Apraxia

A.P.R.A.X.I.A. Apraxia. It's a good Scrabble word.

This has been a busy week for us, filled mainly by a plethora of doctor visits. Today's was to the speech pathologist at the hospital for an evaluation of Buddy. We had him in speech therapy for about 5 months last year and then lost ST when the therapist quit First Steps. A developmental therapist has been coming since September but she works more on helping him communicate with signs than getting him to actually form words.

I set up the evaluation at the hospital because I've heard they have a fairly intensive program that helps kids with a variety of speech and language pathologies. Although he has about 10-15 signs that he uses and has recently started saying "ma ma" and "da da," I want to be sure we're doing everything we can for him and that something other than the known speech delays with WS isn't also hindering his expressive language abilities.

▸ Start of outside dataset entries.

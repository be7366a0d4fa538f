/*
    Binary floating-point numbers as specified by the IEEE-754 standard
*/

use bitvec::prelude::Lsb0;

use crate::{round_number, Number, RoundingMode};

type BitVec = bitvec::vec::BitVec<u64, Lsb0>;
type BitSlice = bitvec::slice::BitSlice<u64, Lsb0>;

macro_rules! bitvec {
    [ $($t:tt)* ] => {
        {
            bitvec::bitvec![u64, Lsb0; $($t)*]
        }
    };
}

mod convert;
mod number;
mod util;

pub use convert::Format;

/// A native binary floating-point type: `f64` or `f32`.
pub trait IEEEFloat: Number + Copy {}

impl IEEEFloat for f64 {}
impl IEEEFloat for f32 {}

/// Rounds the binary float `x` to an integral value
/// using the rounding mode `rm`.
///
/// Signed zeros, infinities and NaNs (payload included) are returned
/// unchanged. A zero result keeps the sign of `x`, so
/// `round_float(-0.25, RoundingMode::HalfEven)` is `-0.0`.
pub fn round_float<F: IEEEFloat>(x: F, rm: RoundingMode) -> F {
    round_number(&x, rm)
}
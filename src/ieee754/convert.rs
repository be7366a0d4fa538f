/*
    Unpacking of `f64` and `f32` encodings
*/

use bitvec::field::BitField;

use super::*;

// Minimal floating-point encoding grouped by classification
pub(crate) enum FloatNum {
    // signed zero or finite number
    // => (sign, exponent, significand) for `(-1)^s * c * 2^exp`
    Number(bool, i64, BitVec),
    // infinity (+/-)
    // => (sign)
    Infinity(bool),
    // not-a-number
    // => (sign)
    Nan(bool),
}

/// An IEEE-754 binary interchange format.
///
/// The generics `E` and `N` specify the number of bits in the
/// exponent field and in the entire encoding overall.
#[derive(Debug)]
pub struct Format<const E: usize, const N: usize>;

// Format parameters
impl<const E: usize, const N: usize> Format<E, N> {
    /// Number of (binary) digits when the significand is expressed
    /// as an integer. This is just `Self::M + 1`.
    pub const PREC: usize = N - E;

    /// Bitwidth of the mantissa field.
    pub const M: usize = Self::PREC - 1;

    /// Exponent of the largest finite value in the form `(-1)^s 2^e m`
    /// where `m` is a fraction between 1 and 2.
    pub const EMAX: i64 = i64::pow(2, (E - 1) as u32) - 1;

    /// Exponent of the smallest normal value in the form `(-1)^s 2^e m`.
    /// This is just `1 - Self::EMAX`.
    pub const EMIN: i64 = 1 - Self::EMAX;

    /// The exponent field bias.
    pub const BIAS: i64 = Self::EMAX;
}

// Packed float utilities
impl<const E: usize, const N: usize> Format<E, N> {
    // Loads the low `N` bits of `bits` as a packed encoding.
    fn packed(bits: u64) -> BitVec {
        let mut bv = bitvec![0; N];
        bv.store_le(bits);
        bv
    }

    // Returns the sign field from a packed floating-point representation.
    #[inline]
    fn packed_sign(bv: &BitSlice) -> bool {
        bv[N - 1]
    }

    // Returns the exponent field from a packed floating-point representation.
    #[inline]
    fn packed_exponent(bv: &BitSlice) -> i64 {
        bv[(N - E - 1)..(N - 1)].load_le::<u64>() as i64
    }

    // Returns the mantissa field from a packed floating-point representation.
    #[inline]
    fn packed_mantissa(bv: &BitSlice) -> BitVec {
        bv[..(N - E - 1)].into()
    }

    /// Returns the sign bit of the encoding `bits`.
    /// NaNs are not special: their sign bit is reported as is.
    pub fn sign(bits: u64) -> bool {
        Self::packed_sign(&Self::packed(bits))
    }

    // Classifies the encoding `bits`.
    pub(crate) fn unpack(bits: u64) -> FloatNum {
        let bv = Self::packed(bits);
        let s = Self::packed_sign(&bv);
        let mut exp = Self::packed_exponent(&bv) - Self::BIAS;
        let mut m = Self::packed_mantissa(&bv);

        // branch on exponent
        if exp > Self::EMAX {
            if m.not_any() {
                FloatNum::Infinity(s)
            } else {
                FloatNum::Nan(s)
            }
        } else if exp < Self::EMIN {
            if m.not_any() {
                // zero
                FloatNum::Number(s, 0, bitvec![0; Self::PREC])
            } else {
                // subnormal
                m.push(false);
                exp = Self::EMIN - Self::M as i64;
                FloatNum::Number(s, exp, m)
            }
        } else {
            // normal
            m.push(true);
            exp -= Self::M as i64;
            FloatNum::Number(s, exp, m)
        }
    }
}
/*
    Arbitrary-precision decimal numbers
*/

use std::cmp::Ordering;

use num_bigint::{BigInt, BigUint, Sign as BigSign};
use num_traits::Zero;

mod number;
mod round;

pub use round::*;

// Minimal decimal encoding grouped by classification
#[derive(Clone, Debug, PartialEq, Eq, Hash)]
enum DecimalNum {
    // signed zero or finite number
    // => (sign, exponent, coefficient) for `(-1)^s * c * 10^exp`
    Number(bool, i64, BigUint),
    // infinity (+/-)
    // => (sign)
    Infinity(bool),
    // not-a-number
    // => (sign, signaling, payload)
    Nan(bool, bool, BigUint),
}

/// An arbitrary-precision decimal number.
///
/// A `Decimal` is either a finite number `(-1)^s * c * 10^exp` with an
/// unbounded integer coefficient `c`, a signed infinity, or a signed NaN
/// (quiet or signaling, with an integer payload). Zeros are signed and
/// keep their exponent.
///
/// Equality is equality of representation: `2.0` (`20 * 10^-1`) and `2`
/// differ, `-0` and `+0` differ, and two NaNs with the same sign,
/// signaling status and payload are equal. See
/// [`Decimal::numerically_eq`] for equality of value.
#[derive(Clone, Debug, PartialEq, Eq, Hash)]
pub struct Decimal {
    num: DecimalNum,
}

// Constructors and getters
impl Decimal {
    /// Creates the finite number `(-1)^sign * coefficient * 10^exponent`.
    pub fn new(sign: bool, coefficient: impl Into<BigUint>, exponent: i64) -> Self {
        Self {
            num: DecimalNum::Number(sign, exponent, coefficient.into()),
        }
    }

    /// Returns a zero with a particular sign.
    pub fn zero(sign: bool) -> Self {
        Self::new(sign, BigUint::zero(), 0)
    }

    /// Returns an infinity with a particular sign.
    pub fn infinity(sign: bool) -> Self {
        Self {
            num: DecimalNum::Infinity(sign),
        }
    }

    /// Returns a NaN with a particular sign, signaling status and payload.
    pub fn nan(sign: bool, signaling: bool, payload: impl Into<BigUint>) -> Self {
        Self {
            num: DecimalNum::Nan(sign, signaling, payload.into()),
        }
    }

    /// Returns the sign bit of this `Decimal`: true when negative.
    pub fn sign(&self) -> bool {
        match self.num {
            DecimalNum::Number(s, _, _) => s,
            DecimalNum::Infinity(s) => s,
            DecimalNum::Nan(s, _, _) => s,
        }
    }

    /// Returns the exponent of this `Decimal`.
    /// The result is wrapped in an option since only finite
    /// numbers have an exponent.
    pub fn exponent(&self) -> Option<i64> {
        match self.num {
            DecimalNum::Number(_, exp, _) => Some(exp),
            _ => None,
        }
    }

    /// Returns the (integer) coefficient of this `Decimal`.
    /// The result is wrapped in an option since only finite
    /// numbers have a coefficient.
    pub fn coefficient(&self) -> Option<&BigUint> {
        match &self.num {
            DecimalNum::Number(_, _, c) => Some(c),
            _ => None,
        }
    }

    /// Returns true if this `Decimal` encodes a signaling NaN.
    /// The result is wrapped in an option since only NaNs can be signaling.
    pub fn is_signaling_nan(&self) -> Option<bool> {
        match self.num {
            DecimalNum::Nan(_, signal, _) => Some(signal),
            _ => None,
        }
    }

    /// Returns the NaN payload of this `Decimal`.
    /// The result is wrapped in an option since only a NaN has a payload.
    pub fn nan_payload(&self) -> Option<&BigUint> {
        match &self.num {
            DecimalNum::Nan(_, _, payload) => Some(payload),
            _ => None,
        }
    }

    /// Returns true if this `Decimal` and `other` encode the same value.
    ///
    /// Finite numbers are compared by value regardless of exponent, so
    /// `2.0` equals `2`; zeros are equal regardless of sign. Infinities
    /// are equal when their signs agree. A NaN is never equal to anything.
    pub fn numerically_eq(&self, other: &Self) -> bool {
        match (&self.num, &other.num) {
            (DecimalNum::Number(s1, e1, c1), DecimalNum::Number(s2, e2, c2)) => {
                if c1.is_zero() || c2.is_zero() {
                    c1.is_zero() && c2.is_zero()
                } else if s1 != s2 {
                    false
                } else {
                    // scale the coefficient with the larger exponent
                    // down to the smaller exponent
                    match e1.cmp(e2) {
                        Ordering::Equal => c1 == c2,
                        Ordering::Greater => scale(c1, e1.abs_diff(*e2)).as_ref() == Some(c2),
                        Ordering::Less => scale(c2, e2.abs_diff(*e1)).as_ref() == Some(c1),
                    }
                }
            }
            (DecimalNum::Infinity(s1), DecimalNum::Infinity(s2)) => s1 == s2,
            _ => false,
        }
    }
}

// Returns `c * 10^by`, or `None` if the power of ten
// does not fit in an exponent for `BigUint::pow`.
fn scale(c: &BigUint, by: u64) -> Option<BigUint> {
    let by = u32::try_from(by).ok()?;
    Some(c * BigUint::from(10u32).pow(by))
}

// Implementing `Default` for `Decimal`
impl Default for Decimal {
    fn default() -> Self {
        Self::zero(false)
    }
}

impl From<i64> for Decimal {
    fn from(i: i64) -> Self {
        Self::new(i < 0, i.unsigned_abs(), 0)
    }
}

impl From<BigInt> for Decimal {
    fn from(i: BigInt) -> Self {
        let (s, c) = i.into_parts();
        Self::new(s == BigSign::Minus, c, 0)
    }
}
//! Solver configuration and the [`Solver`] front end.
//!
//! [`SolverConfig`] selects the policy and the stack backing. Neither
//! choice is stored alongside any search state: a [`Solver`] holds only
//! its configuration, and every call allocates its own visited overlay
//! and stack, so one solver can be reused for any number of grids.

use crate::policy::{solve, Policy, UnknownPolicy};
use crate::report::{report, PolicyReport};
use labyr_grid::Grid;
use labyr_stack::{StackKind, UnknownStackKind};
use std::error::Error;
use std::fmt;

// ── ConfigError ────────────────────────────────────────────────────

/// Errors detected while building a [`SolverConfig`] from names.
#[derive(Clone, Debug, PartialEq, Eq)]
pub enum ConfigError {
    /// The stack name is not recognised.
    StackKind(UnknownStackKind),
    /// The policy name is not recognised.
    Policy(UnknownPolicy),
}

impl fmt::Display for ConfigError {
    fn fmt(&self, f: &mut fmt::Formatter<'_>) -> fmt::Result {
        match self {
            Self::StackKind(e) => write!(f, "stack: {e}"),
            Self::Policy(e) => write!(f, "policy: {e}"),
        }
    }
}

impl Error for ConfigError {
    fn source(&self) -> Option<&(dyn Error + 'static)> {
        match self {
            Self::StackKind(e) => Some(e),
            Self::Policy(e) => Some(e),
        }
    }
}

impl From<UnknownStackKind> for ConfigError {
    fn from(e: UnknownStackKind) -> Self {
        Self::StackKind(e)
    }
}

impl From<UnknownPolicy> for ConfigError {
    fn from(e: UnknownPolicy) -> Self {
        Self::Policy(e)
    }
}

// ── SolverConfig ───────────────────────────────────────────────────

/// Which policy to evaluate and which stack backing to search with.
///
/// Defaults to [`Policy::Paired`] over [`StackKind::Array`].
#[derive(Clone, Copy, Debug, Default, PartialEq, Eq, Hash)]
pub struct SolverConfig {
    /// Entrance/exit matching policy.
    pub policy: Policy,
    /// Stack backing for every search.
    pub stack: StackKind,
}

impl SolverConfig {
    /// Parse a configuration from a policy name and a stack name, as
    /// accepted by `Policy`'s and `StackKind`'s `FromStr` impls.
    pub fn from_names(policy: &str, stack: &str) -> Result<Self, ConfigError> {
        Ok(Self {
            policy: policy.parse()?,
            stack: stack.parse()?,
        })
    }
}

// ── Solver ─────────────────────────────────────────────────────────

/// Applies a fixed [`SolverConfig`] to grids.
///
/// # Examples
///
/// ```
/// use labyr_grid::Grid;
/// use labyr_search::{Policy, Solver, SolverConfig};
/// use labyr_stack::StackKind;
///
/// let solver = Solver::new(SolverConfig {
///     policy: Policy::AnyExit,
///     stack: StackKind::Linked,
/// });
/// let grid: Grid = ".#.\n...\n#.#".parse().unwrap();
/// assert!(solver.solve(&grid));
/// ```
#[derive(Clone, Copy, Debug, Default)]
pub struct Solver {
    config: SolverConfig,
}

impl Solver {
    /// A solver using `config` for every call.
    pub fn new(config: SolverConfig) -> Self {
        Self { config }
    }

    /// The active configuration.
    pub fn config(&self) -> &SolverConfig {
        &self.config
    }

    /// Overall verdict for `grid`.
    pub fn solve(&self, grid: &Grid) -> bool {
        solve(grid, self.config.policy, self.config.stack)
    }

    /// Per-entrance breakdown for `grid`.
    pub fn report(&self, grid: &Grid) -> PolicyReport {
        report(grid, self.config.policy, self.config.stack)
    }
}
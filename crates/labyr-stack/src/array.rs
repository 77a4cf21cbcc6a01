//! Contiguous-buffer stack.

use crate::stack::Stack;
use labyr_core::EmptyStackError;

/// A stack backed by a growable contiguous buffer.
///
/// Push and pop are amortised O(1) at the tail of a `Vec`; no per-item
/// allocation.
#[derive(Clone, Debug)]
pub struct ArrayStack<T> {
    items: Vec<T>,
}

impl<T> ArrayStack<T> {
    /// An empty stack.
    pub fn new() -> Self {
        Self { items: Vec::new() }
    }

    /// An empty stack with room for `capacity` items before reallocating.
    pub fn with_capacity(capacity: usize) -> Self {
        Self {
            items: Vec::with_capacity(capacity),
        }
    }

    /// Current buffer capacity.
    pub fn capacity(&self) -> usize {
        self.items.capacity()
    }
}

impl<T> Default for ArrayStack<T> {
    fn default() -> Self {
        Self::new()
    }
}

impl<T> Stack<T> for ArrayStack<T> {
    #[inline]
    fn push(&mut self, item: T) {
        self.items.push(item);
    }

    #[inline]
    fn pop(&mut self) -> Result<T, EmptyStackError> {
        self.items.pop().ok_or(EmptyStackError)
    }

    #[inline]
    fn is_empty(&self) -> bool {
        self.items.is_empty()
    }

    #[inline]
    fn len(&self) -> usize {
        self.items.len()
    }

    #[inline]
    fn peek(&self) -> Option<&T> {
        self.items.last()
    }

    fn clear(&mut self) {
        self.items.clear();
    }
}
//! Random wall placement with boundary reopening.
//!
//! Generation runs in three passes over a seeded ChaCha8 stream:
//!
//! 1. every cell, row-major, becomes a Wall with probability `wall_prob`;
//! 2. for each column left to right, a walled top-row cell and then a
//!    walled bottom-row cell are reopened with probability `reopen_prob`;
//! 3. with `guarantee_boundary`, a boundary row left fully walled gets one
//!    random cell reopened, so the maze has at least one entrance and one
//!    exit.
//!
//! Constructed via the builder pattern: [`MazeGenerator::builder`].

use crate::error::GenError;
use labyr_core::{Cell, GridError};
use labyr_grid::Grid;
use rand::{Rng, SeedableRng};
use rand_chacha::ChaCha8Rng;

/// A deterministic maze generator.
///
/// # Examples
///
/// ```
/// use labyr_gen::MazeGenerator;
///
/// let generator = MazeGenerator::builder()
///     .rows(20)
///     .cols(30)
///     .seed(42)
///     .guarantee_boundary(true)
///     .build()
///     .unwrap();
/// let maze = generator.generate().unwrap();
/// assert_eq!((maze.rows(), maze.cols()), (20, 30));
/// assert!(!maze.entrances().is_empty());
/// assert_eq!(maze, generator.generate().unwrap());
/// ```
#[derive(Clone, Debug)]
pub struct MazeGenerator {
    rows: usize,
    cols: usize,
    wall_prob: f64,
    reopen_prob: f64,
    guarantee_boundary: bool,
    seed: u64,
}

/// Builder for [`MazeGenerator`].
///
/// Required fields: `rows` and `cols`.
pub struct MazeGeneratorBuilder {
    rows: Option<usize>,
    cols: Option<usize>,
    wall_prob: f64,
    reopen_prob: f64,
    guarantee_boundary: bool,
    seed: u64,
}

impl MazeGenerator {
    /// Create a new builder. Defaults: `wall_prob` 0.3, `reopen_prob`
    /// 0.5, no boundary guarantee, seed 0.
    pub fn builder() -> MazeGeneratorBuilder {
        MazeGeneratorBuilder {
            rows: None,
            cols: None,
            wall_prob: 0.3,
            reopen_prob: 0.5,
            guarantee_boundary: false,
            seed: 0,
        }
    }

    /// Number of rows generated.
    pub fn rows(&self) -> usize {
        self.rows
    }

    /// Number of columns generated.
    pub fn cols(&self) -> usize {
        self.cols
    }

    /// Seed of the RNG stream.
    pub fn seed(&self) -> u64 {
        self.seed
    }

    /// Generate the maze for the configured seed.
    pub fn generate(&self) -> Result<Grid, GenError> {
        self.generate_with_seed(self.seed)
    }

    /// Generate the `n`-th maze of a family sharing this configuration.
    ///
    /// Uses seed `seed ^ n`, so `generate_nth(0)` equals `generate()`.
    pub fn generate_nth(&self, n: u64) -> Result<Grid, GenError> {
        self.generate_with_seed(self.seed ^ n)
    }

    fn generate_with_seed(&self, seed: u64) -> Result<Grid, GenError> {
        let (rows, cols) = (self.rows, self.cols);
        let mut rng = ChaCha8Rng::seed_from_u64(seed);
        let mut cells = vec![Cell::Open; rows * cols];

        for cell in cells.iter_mut() {
            if rng.random_bool(self.wall_prob) {
                *cell = Cell::Wall;
            }
        }

        let top = 0;
        let bottom = (rows - 1) * cols;
        for col in 0..cols {
            for base in [top, bottom] {
                let cell = &mut cells[base + col];
                if *cell == Cell::Wall && rng.random_bool(self.reopen_prob) {
                    *cell = Cell::Open;
                }
            }
        }

        if self.guarantee_boundary {
            for base in [top, bottom] {
                let row = &mut cells[base..base + cols];
                if row.iter().all(|c| *c == Cell::Wall) {
                    row[rng.random_range(0..cols)] = Cell::Open;
                }
            }
        }

        Ok(Grid::from_fn(rows, cols, |c| cells[c.row * cols + c.col])?)
    }
}

impl MazeGeneratorBuilder {
    /// Set the row count. Required, must be > 0.
    pub fn rows(mut self, rows: usize) -> Self {
        self.rows = Some(rows);
        self
    }

    /// Set the column count. Required, must be > 0.
    pub fn cols(mut self, cols: usize) -> Self {
        self.cols = Some(cols);
        self
    }

    /// Set the per-cell wall probability (default: 0.3).
    pub fn wall_prob(mut self, p: f64) -> Self {
        self.wall_prob = p;
        self
    }

    /// Set the probability that a walled boundary cell is reopened
    /// (default: 0.5).
    pub fn reopen_prob(mut self, p: f64) -> Self {
        self.reopen_prob = p;
        self
    }

    /// Force at least one Open cell in the top and bottom rows
    /// (default: false).
    pub fn guarantee_boundary(mut self, on: bool) -> Self {
        self.guarantee_boundary = on;
        self
    }

    /// Set the RNG seed (default: 0).
    pub fn seed(mut self, seed: u64) -> Self {
        self.seed = seed;
        self
    }

    /// Build the generator, validating all configuration.
    ///
    /// # Errors
    ///
    /// Returns `Err` if:
    /// - `rows` or `cols` is unset or zero
    /// - `rows * cols` overflows `usize`
    /// - either probability is NaN or outside `[0, 1]`
    pub fn build(self) -> Result<MazeGenerator, GenError> {
        let rows = self
            .rows
            .ok_or(GenError::MissingDimension { name: "rows" })?;
        let cols = self
            .cols
            .ok_or(GenError::MissingDimension { name: "cols" })?;
        if rows == 0 || cols == 0 {
            return Err(GenError::EmptyMaze);
        }
        if rows.checked_mul(cols).is_none() {
            return Err(GridError::DimensionTooLarge { rows, cols }.into());
        }
        if !(0.0..=1.0).contains(&self.wall_prob) {
            return Err(GenError::InvalidWallProbability {
                value: self.wall_prob,
            });
        }
        if !(0.0..=1.0).contains(&self.reopen_prob) {
            return Err(GenError::InvalidReopenProbability {
                value: self.reopen_prob,
            });
        }
        Ok(MazeGenerator {
            rows,
            cols,
            wall_prob: self.wall_prob,
            reopen_prob: self.reopen_prob,
            guarantee_boundary: self.guarantee_boundary,
            seed: self.seed,
        })
    }
}

/// Draw a `(rows, cols)` pair, each uniformly in `1..=max`, from `seed`.
///
/// Returns `(1, 1)` when `max` is 0.
pub fn random_dimensions(seed: u64, max: usize) -> (usize, usize) {
    let max = max.max(1);
    let mut rng = ChaCha8Rng::seed_from_u64(seed);
    (rng.random_range(1..=max), rng.random_range(1..=max))
}

#[cfg(test)]
mod tests {
    use super::*;
    use proptest::prelude::*;

    fn generator(rows: usize, cols: usize) -> MazeGeneratorBuilder {
        MazeGenerator::builder().rows(rows).cols(cols)
    }

    // ---------------------------------------------------------------
    // Builder tests
    // ---------------------------------------------------------------

    #[test]
    fn build_requires_dimensions() {
        assert_eq!(
            MazeGenerator::builder().cols(3).build().unwrap_err(),
            GenError::MissingDimension { name: "rows" }
        );
        assert_eq!(
            MazeGenerator::builder().rows(3).build().unwrap_err(),
            GenError::MissingDimension { name: "cols" }
        );
    }

    #[test]
    fn build_rejects_zero_dimension() {
        assert_eq!(generator(0, 4).build().unwrap_err(), GenError::EmptyMaze);
        assert_eq!(generator(4, 0).build().unwrap_err(), GenError::EmptyMaze);
    }

    #[test]
    fn build_rejects_overflowing_area() {
        assert!(matches!(
            generator(usize::MAX, 2).build(),
            Err(GenError::Grid(GridError::DimensionTooLarge { .. }))
        ));
    }

    #[test]
    fn build_rejects_bad_probabilities() {
        assert!(matches!(
            generator(2, 2).wall_prob(1.5).build(),
            Err(GenError::InvalidWallProbability { .. })
        ));
        assert!(matches!(
            generator(2, 2).wall_prob(f64::NAN).build(),
            Err(GenError::InvalidWallProbability { .. })
        ));
        assert!(matches!(
            generator(2, 2).reopen_prob(-0.1).build(),
            Err(GenError::InvalidReopenProbability { .. })
        ));
    }

    // ---------------------------------------------------------------
    // Generation tests
    // ---------------------------------------------------------------

    #[test]
    fn same_seed_same_maze() {
        let g = generator(15, 25).seed(7).build().unwrap();
        assert_eq!(g.generate().unwrap(), g.generate().unwrap());
        assert_eq!(g.generate().unwrap(), g.generate_nth(0).unwrap());
        assert_eq!((g.rows(), g.cols(), g.seed()), (15, 25, 7));
    }

    #[test]
    fn different_seeds_differ() {
        let a = generator(20, 20).seed(1).build().unwrap().generate().unwrap();
        let b = generator(20, 20).seed(2).build().unwrap().generate().unwrap();
        assert_ne!(a, b);
    }

    #[test]
    fn zero_wall_prob_is_fully_open() {
        let g = generator(6, 9).wall_prob(0.0).build().unwrap();
        let maze = g.generate().unwrap();
        assert_eq!(maze.open_count(), 54);
    }

    #[test]
    fn solid_walls_without_reopen_stay_solid() {
        let g = generator(4, 4).wall_prob(1.0).reopen_prob(0.0).build().unwrap();
        let maze = g.generate().unwrap();
        assert_eq!(maze.open_count(), 0);
        assert!(maze.entrances().is_empty());
    }

    #[test]
    fn full_reopen_clears_boundary_rows() {
        let g = generator(5, 7).wall_prob(1.0).reopen_prob(1.0).build().unwrap();
        let maze = g.generate().unwrap();
        assert_eq!(maze.entrances().len(), 7);
        assert_eq!(maze.exits().len(), 7);
        assert_eq!(maze.open_count(), 14);
    }

    #[test]
    fn guarantee_opens_exactly_one_cell_per_walled_row() {
        let g = generator(4, 6)
            .wall_prob(1.0)
            .reopen_prob(0.0)
            .guarantee_boundary(true)
            .build()
            .unwrap();
        let maze = g.generate().unwrap();
        assert_eq!(maze.entrances().len(), 1);
        assert_eq!(maze.exits().len(), 1);
        assert_eq!(maze.open_count(), 2);
    }

    #[test]
    fn single_row_guarantee_shares_the_row() {
        let g = generator(1, 5)
            .wall_prob(1.0)
            .reopen_prob(0.0)
            .guarantee_boundary(true)
            .build()
            .unwrap();
        let maze = g.generate().unwrap();
        assert_eq!(maze.open_count(), 1);
        assert_eq!(maze.entrances(), maze.exits());
    }

    #[test]
    fn random_dimensions_in_range_and_deterministic() {
        for seed in 0..50 {
            let (r, c) = random_dimensions(seed, 100);
            assert!((1..=100).contains(&r));
            assert!((1..=100).contains(&c));
            assert_eq!((r, c), random_dimensions(seed, 100));
        }
        assert_eq!(random_dimensions(3, 0), (1, 1));
    }

    proptest! {
        #[test]
        fn guaranteed_mazes_have_boundary_cells(
            rows in 1usize..30,
            cols in 1usize..30,
            wall in 0.0f64..=1.0,
            seed in any::<u64>(),
        ) {
            let maze = generator(rows, cols)
                .wall_prob(wall)
                .guarantee_boundary(true)
                .seed(seed)
                .build()
                .unwrap()
                .generate()
                .unwrap();
            prop_assert_eq!(maze.rows(), rows);
            prop_assert_eq!(maze.cols(), cols);
            prop_assert!(!maze.entrances().is_empty());
            prop_assert!(!maze.exits().is_empty());
        }
    }
}
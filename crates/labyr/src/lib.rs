//! Labyr: entrance-to-exit reachability in grid mazes.
//!
//! This is the top-level facade crate that re-exports the public API from all
//! labyr sub-crates. For most users, adding `labyr` as a single dependency is
//! sufficient.
//!
//! # Quick start
//!
//! ```rust
//! use labyr::prelude::*;
//!
//! // 0 = Open, 1 = Wall. Entrances are the open top-row cells, exits the
//! // open bottom-row cells.
//! let grid = Grid::from_rows(&[
//!     [0u8, 1, 0, 0],
//!     [0, 1, 0, 1],
//!     [0, 0, 0, 1],
//!     [1, 1, 0, 1],
//!     [0, 1, 0, 1],
//! ])
//! .unwrap();
//! assert_eq!(grid.entrances().len(), 3);
//! assert_eq!(grid.exits(), vec![Coord::new(4, 0), Coord::new(4, 2)]);
//!
//! for stack in StackKind::ALL {
//!     // (0,0) cannot reach its paired exit (4,0)...
//!     assert!(!solve(&grid, Policy::Paired, stack));
//!     // ...but every entrance reaches some exit.
//!     assert!(solve(&grid, Policy::AnyExit, stack));
//! }
//!
//! let report = Solver::new(SolverConfig::default()).report(&grid);
//! assert_eq!(report.stranded().collect::<Vec<_>>(), vec![Coord::new(0, 0)]);
//! ```
//!
//! # Modules
//!
//! Each module corresponds to a sub-crate. Use them for types not in the prelude:
//!
//! | Module | Sub-crate | Contents |
//! |--------|-----------|----------|
//! | [`types`] | `labyr-core` | `Coord`, `Step`, `Cell`, error types |
//! | [`grid`] | `labyr-grid` | `Grid` and the visited overlay |
//! | [`stack`] | `labyr-stack` | `Stack` trait and the three backings |
//! | [`search`] | `labyr-search` | DFS engine, policies, reports, solver config |
//! | [`gen`] | `labyr-gen` | Seeded random maze generation |

#![deny(missing_docs)]
#![deny(rustdoc::broken_intra_doc_links)]
#![forbid(unsafe_code)]

/// Coordinates, cells, and error types (`labyr-core`).
pub use labyr_core as types;

/// Grid storage, neighbour enumeration, and the visited overlay
/// (`labyr-grid`).
pub use labyr_grid as grid;

/// The [`stack::Stack`] trait and its backings [`stack::ArrayStack`],
/// [`stack::LinkedStack`], and [`stack::DequeStack`] (`labyr-stack`).
pub use labyr_stack as stack;

/// Depth-first reachability and the entrance/exit policies
/// (`labyr-search`).
pub use labyr_search as search;

/// Seeded maze generation (`labyr-gen`).
///
/// [`gen::MazeGenerator`] is configured through its builder and yields the
/// same grid for the same seed.
pub use labyr_gen as gen;

/// Common imports for typical labyr usage.
///
/// ```rust
/// use labyr::prelude::*;
/// ```
pub mod prelude {
    // Core types
    pub use labyr_core::{Cell, Coord};

    // Errors
    pub use labyr_core::{EmptyStackError, GridError};
    pub use labyr_gen::GenError;
    pub use labyr_search::ConfigError;

    // Grid
    pub use labyr_grid::Grid;

    // Stacks
    pub use labyr_stack::{Stack, StackKind};

    // Search
    pub use labyr_search::{
        report, search, solve, Policy, PolicyReport, SearchOutcome, Solver, SolverConfig,
    };

    // Generation
    pub use labyr_gen::MazeGenerator;
}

The speech pathologist was very kind and thorough. She spent about 1.5 hours playing with Buddy, asking questions and jotting down notes on her intake form. She'll be sending us her report in a few weeks. At the end, she said that based on what she has seen, it's possible that Kieran has a form of developmental speech apraxia. The good news is that there are several STs at the hospital who specialize in treating apraxia. So now we wait to see if our insurance will cover the therapy and for a therapist to have an opening in her schedule.

I'm very thankful that we live nearby such a good hospital and have so many services available to us.

PT and DT

On Friday we had a visit from a physical therapist. Although I had thought Buddy was doing fine with his gross motor skills, the evaluators at his yearly IFSP (individual family service plan) marked him 1.5 standard deviations below average. I was a bit surprised but decided to add a PT to his lineup just to keep tabs on him.

So it was she who came Friday morning. After watching him for an hour, she determined that he was doing mostly what he should be doing for his age and suggested that a monthly visit (instead of weekly) would be fine. I agreed, and so we'll see her again at the end of October.

The next visitor came a few hours later. Our speech therapist recently quit First Steps and since there are now only 2 STs servicing our area, we're again on a waiting list. (Buddy still isn't talking, so ST is definitely something I'd like to keep up with.) In lieu of a ST, our service coordinator suggested adding a developmental therapist, who supposedly can also help with speech.

And so the DT came Friday afternoon to spend an hour with Kieran. To be frank, I found her a bit annoying (mainly in the way she talked), but for the sake of continued therapy in this area, I'll keep her around. For awhile anyway. Our geneticist also mentioned at a recent appointment that he could refer us to the speech pathology division at Children's, which I may follow up on.

First evaluation

The therapists came today to evaluate Buddy--one was an oocupational therapist and the other was a developmental therapist. They spent a little over an hour watching and playing with him, scribbling notes and asking questions about him. They said that by virtue of his WS diagnosis, he was automatically eligible for the First Steps program, which I was happy to hear. Overall, they said that he's doing well. The only delays they saw were in his fine motor and verbal skills. And on those counts, they said the delays weren't because he wasn't capable of developing those areas, but just that he hadn't yet developed those areas. The next step is to meet with a coordinator, formulate a plan, and choose the therapists and therapies we want.